Lots of normal people would pay $23 for a book.
But $23.7 million (plus $3.99 shipping) for a scientific book about flies!?
This unthinkable sticker price for "The Making of a Fly" on Amazon.com was spotted on April 18 by Michael Eisen, an evolutionary biologist and blogger.
The market-blind book listing was not the result of uncontrollable demand for Peter Lawrence's "classic work in developmental biology," Eisen writes.
Instead, it appears it was sparked by a robot price war.
"What's fascinating about all this is both the seemingly endless possibilities for both chaos and mischief," writes Eisen, who works at the University of California at Berkeley and blogs at a site called "it is NOT junk." "It seems impossible that we stumbled onto the only example of this kind of upward pricing spiral."
Eisen watched the robot price war from April 8 to 18 and calculated that two booksellers were automatically adjusting their prices against each other.
One equation kept setting the price of the first book at 1.27059 times the price of the second book, according to Eisen's analysis, which is posted in detail on his blog.

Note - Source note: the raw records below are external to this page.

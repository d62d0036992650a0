//! Playback scheduling: the program queue, the clock, and the
//! audio-callback entry point.
//!
//! Two threads cooperate here. The application (producer) queues pieces
//! and flips flags; the audio callback (consumer) pulls one sample per
//! tick through `get_sample`. The queue lock is held only to append,
//! pop, or step the head piece. The completion callback runs on the
//! consumer thread with no lock held, so it may queue the next piece
//! itself. Chaining pieces from the callback is the only race-free way
//! to do it: `clear_queue` followed by `queue_music` on the producer
//! may flush the freshly queued piece.

use std::collections::VecDeque;
use std::sync::atomic::{AtomicBool, Ordering};
use std::sync::{Arc, Mutex, OnceLock};

use bk_ir::InstrumentMap;
use bk_mml::MmlError;

use crate::maestro::Maestro;

/// Invoked from the consumer thread when the queue flushes or runs dry.
pub type CompletionCallback = Arc<dyn Fn() + Send + Sync>;

/// The playback scheduler.
pub struct Venue {
    state: Mutex<VenueState>,
    stop_requested: AtomicBool,
    looping: AtomicBool,
    on_finished: Mutex<Option<CompletionCallback>>,
}

/// Consumer-side state: the program queue and the piece clock.
struct VenueState {
    program: VecDeque<Maestro>,
    /// Seconds into the head piece; `None` restarts at zero next tick.
    clock: Option<f64>,
}

impl Venue {
    /// A venue of its own, for offline rendering or tests.
    pub fn new() -> Self {
        Self {
            state: Mutex::new(VenueState {
                program: VecDeque::new(),
                clock: None,
            }),
            stop_requested: AtomicBool::new(false),
            looping: AtomicBool::new(false),
            on_finished: Mutex::new(None),
        }
    }

    /// The process-wide venue, created on first access. Host audio
    /// callbacks are usually static functions, so playback state must
    /// be reachable without threading a handle through them.
    pub fn instance() -> &'static Venue {
        static INSTANCE: OnceLock<Venue> = OnceLock::new();
        INSTANCE.get_or_init(Venue::new)
    }

    // --- Producer API ---

    /// Compile the given voices and append the piece to the program.
    pub fn queue_music<S: AsRef<str>>(&self, music: &[S]) -> Result<(), MmlError> {
        self.queue_piece(Maestro::from_mml(music)?);
        Ok(())
    }

    /// Same, against a custom instrument map.
    pub fn queue_music_with<S: AsRef<str>>(
        &self,
        music: &[S],
        instruments: &InstrumentMap,
    ) -> Result<(), MmlError> {
        self.queue_piece(Maestro::from_mml_with(music, instruments)?);
        Ok(())
    }

    /// Append an already-compiled piece to the program.
    pub fn queue_piece(&self, piece: Maestro) {
        self.state.lock().unwrap().program.push_back(piece);
    }

    /// Request that the whole program be dropped. Honoured on the next
    /// consumer tick; until then the current piece may still sound.
    pub fn clear_queue(&self) {
        self.stop_requested.store(true, Ordering::Release);
    }

    /// Flip whether the head piece restarts on completion instead of
    /// being popped.
    pub fn toggle_loop(&self) {
        self.looping.fetch_xor(true, Ordering::AcqRel);
    }

    /// Whether the head piece currently restarts on completion.
    pub fn looping(&self) -> bool {
        self.looping.load(Ordering::Acquire)
    }

    /// Install the completion callback. It fires on the consumer thread
    /// when a flush completes and when the program runs dry, and may
    /// call `queue_music` and `toggle_loop` itself.
    pub fn set_completion_callback(&self, callback: impl Fn() + Send + Sync + 'static) {
        *self.on_finished.lock().unwrap() = Some(Arc::new(callback));
    }

    // --- Consumer API ---

    /// Produce the next sample. `channel` other than 0 yields silence.
    /// `global_time` is ignored: the venue keeps its own clock, driven
    /// by `time_delta`.
    pub fn get_sample(&self, channel: i32, _global_time: f64, time_delta: f64) -> f64 {
        if channel != 0 {
            return 0.0;
        }

        if self.stop_requested.swap(false, Ordering::AcqRel) {
            {
                let mut state = self.state.lock().unwrap();
                state.program.clear();
                state.clock = None;
            }
            self.notify_finished();
        }

        {
            let mut guard = self.state.lock().unwrap();
            let state = &mut *guard;
            if state.program.is_empty() {
                return 0.0;
            }
            if state.program.front().is_some_and(Maestro::finished) {
                if self.looping.load(Ordering::Acquire) {
                    if let Some(head) = state.program.front_mut() {
                        head.rewind();
                    }
                } else {
                    state.program.pop_front();
                }
                state.clock = None;
            }
            if let Some(head) = state.program.front_mut() {
                let time = state.clock.map_or(0.0, |clock| clock + time_delta);
                state.clock = Some(time);
                return head.play(time);
            }
        }

        // The program just ran dry: give the application one chance to
        // refill it before going quiet.
        self.notify_finished();

        let mut guard = self.state.lock().unwrap();
        let state = &mut *guard;
        if let Some(head) = state.program.front_mut() {
            let time = state.clock.map_or(0.0, |clock| clock + time_delta);
            state.clock = Some(time);
            return head.play(time);
        }
        0.0
    }

    /// Invoke the completion callback, if set, with no locks held.
    fn notify_finished(&self) {
        let callback = self.on_finished.lock().unwrap().clone();
        if let Some(callback) = callback {
            callback();
        }
    }
}

impl Default for Venue {
    fn default() -> Self {
        Self::new()
    }
}

#[cfg(test)]
mod tests {
    use super::*;
    use std::sync::atomic::AtomicUsize;

    const DT: f64 = 1.0 / 44100.0;

    fn short_piece() -> Maestro {
        Maestro::from_mml(&["T120 L16 C"]).unwrap()
    }

    #[test]
    fn empty_venue_is_silent() {
        let venue = Venue::new();
        assert_eq!(venue.get_sample(0, 0.0, DT), 0.0);
    }

    #[test]
    fn nonzero_channels_are_silent() {
        let venue = Venue::new();
        venue.queue_piece(short_piece());
        assert_eq!(venue.get_sample(1, 0.0, DT), 0.0);
        assert_eq!(venue.get_sample(-1, 0.0, DT), 0.0);
        // Channel 0 still plays from the start afterwards
        let mut piece = short_piece();
        assert_eq!(venue.get_sample(0, 0.0, DT), piece.play(0.0));
    }

    #[test]
    fn clock_starts_at_zero_and_steps_by_delta() {
        let venue = Venue::new();
        venue.queue_piece(short_piece());

        let mut piece = short_piece();
        assert_eq!(venue.get_sample(0, 99.0, DT), piece.play(0.0));
        assert_eq!(venue.get_sample(0, 99.0, DT), piece.play(DT));
        assert_eq!(venue.get_sample(0, 99.0, DT), piece.play(2.0 * DT));
    }

    #[test]
    fn finished_piece_is_popped_and_the_next_plays() {
        let venue = Venue::new();
        // The first piece peaks at 0.5, the second at full volume, so
        // any sample above 0.6 proves the pop happened.
        venue.queue_piece(short_piece());
        venue.queue_piece(Maestro::from_mml(&["V100 T120 L16 C"]).unwrap());

        let mut quiet_peak = 0.0f64;
        let mut loud_peak = 0.0f64;
        let mut time = 0.0;
        while time < 0.4 {
            let sample = venue.get_sample(0, 0.0, DT).abs();
            // A sixteenth at T120 is 0.125 s plus the release tail
            if time < 0.1 {
                quiet_peak = quiet_peak.max(sample);
            } else {
                loud_peak = loud_peak.max(sample);
            }
            time += DT;
        }
        assert!(quiet_peak <= 0.5, "first piece peaked at {}", quiet_peak);
        assert!(loud_peak > 0.6, "second piece never played: peak {}", loud_peak);
    }

    #[test]
    fn looping_replays_the_head() {
        let venue = Venue::new();
        venue.toggle_loop();
        assert!(venue.looping());
        venue.queue_piece(short_piece());

        // Run well past the piece's length; it must keep producing sound
        let mut nonzero_after_end = 0;
        let mut time = 0.0;
        for _ in 0..(44100 / 2) {
            let sample = venue.get_sample(0, 0.0, DT);
            if time > 0.2 && sample != 0.0 {
                nonzero_after_end += 1;
            }
            time += DT;
        }
        assert!(nonzero_after_end > 0, "looping piece went silent");
    }

    #[test]
    fn toggle_loop_twice_restores_popping() {
        let venue = Venue::new();
        venue.toggle_loop();
        venue.toggle_loop();
        assert!(!venue.looping());
    }

    #[test]
    fn clear_queue_takes_effect_next_tick_and_fires_once() {
        let venue = Arc::new(Venue::new());
        let flushes = Arc::new(AtomicUsize::new(0));
        let counter = flushes.clone();
        venue.set_completion_callback(move || {
            counter.fetch_add(1, Ordering::SeqCst);
        });

        venue.queue_piece(short_piece());
        venue.get_sample(0, 0.0, DT);
        venue.clear_queue();

        assert_eq!(venue.get_sample(0, 0.0, DT), 0.0);
        assert_eq!(flushes.load(Ordering::SeqCst), 1);

        // Later ticks stay silent without further callbacks
        venue.get_sample(0, 0.0, DT);
        venue.get_sample(0, 0.0, DT);
        assert_eq!(flushes.load(Ordering::SeqCst), 1);
    }

    #[test]
    fn exhaustion_fires_the_callback_once() {
        let venue = Arc::new(Venue::new());
        let calls = Arc::new(AtomicUsize::new(0));
        let counter = calls.clone();
        venue.set_completion_callback(move || {
            counter.fetch_add(1, Ordering::SeqCst);
        });

        venue.queue_piece(short_piece());
        let mut time = 0.0;
        while time < 0.5 {
            venue.get_sample(0, 0.0, DT);
            time += DT;
        }
        assert_eq!(calls.load(Ordering::SeqCst), 1);
    }

    #[test]
    fn callback_may_requeue_for_seamless_chaining() {
        let venue = Arc::new(Venue::new());
        let chained = Arc::new(AtomicUsize::new(0));

        let handle = venue.clone();
        let counter = chained.clone();
        venue.set_completion_callback(move || {
            if counter.fetch_add(1, Ordering::SeqCst) == 0 {
                handle.queue_piece(short_piece());
            }
        });

        venue.queue_piece(short_piece());
        let mut time = 0.0;
        let mut heard_after_first = false;
        while time < 0.5 {
            let sample = venue.get_sample(0, 0.0, DT);
            if chained.load(Ordering::SeqCst) == 1 && sample != 0.0 {
                heard_after_first = true;
            }
            time += DT;
        }
        assert!(heard_after_first, "requeued piece never sounded");
        assert_eq!(chained.load(Ordering::SeqCst), 2);
    }

    #[test]
    fn queue_music_compiles_and_plays() {
        let venue = Venue::new();
        venue.queue_music(&["T120 L4 C"]).unwrap();
        let mut heard = false;
        for _ in 0..1000 {
            if venue.get_sample(0, 0.0, DT) != 0.0 {
                heard = true;
                break;
            }
        }
        assert!(heard);
    }

    #[test]
    fn queue_music_rejects_bad_mml() {
        let venue = Venue::new();
        assert!(venue.queue_music(&["T9999"]).is_err());
        assert_eq!(venue.get_sample(0, 0.0, DT), 0.0);
    }

    #[test]
    fn instance_returns_the_same_venue() {
        let a = Venue::instance() as *const Venue;
        let b = Venue::instance() as *const Venue;
        assert_eq!(a, b);
    }
}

The other equation automatically set its price at 0.9983 times the price of the other book. So the prices of the two books escalated in tandem into the millions, with the second book always selling for slightly less than the first. (Not that that matters much when you're selling a book about flies for millions of dollars).
The incident highlights a little-known fact about e-commerce sites such as Amazon: Often, people don't create and update prices; computer algorithms do.
Individual booksellers on Amazon and other sites pay third-party companies for algorithm services that automatically update prices. Some of these computer programs purportedly work very well, getting sellers up to 60% more sales because they underbid the competition automatically and repeatedly.
The advantages are clear: If you're managing dozens of sale items on Amazon or eBay, it's difficult if not impossible to keep up with all of them.
"If you have more than 100 items, then it's impossible for you to manually focus on the price," said Victor Rosenman, CEO of a company called Feedvisor, which sells algorithm services to people who use Amazon.
"It's pretty much like the stock exchange. What you see there is the prices changing all the time -- but they never change drastically. Sometimes it's a dollar here a dollar there -- maybe $10. For a book, it probably would be pennies."
These algorithms vary widely in quality, however, as the Amazon case shows.
Sellers easily can avoid the million-dollar-book situation if they set price ceilings and floors on their pricing algorithms, so that the competitive bidding shuts off at a certain dollar mark, Rosenman said.
"It's like you put on the gas and didn't have the handbrake," he said. "This is a very basic mistake. So I am very, very surprised this thing happened at all."
Some of these algorithm services give clients control over their equations, letting them edit them as they go. That doesn't always work out well, Rosenman said.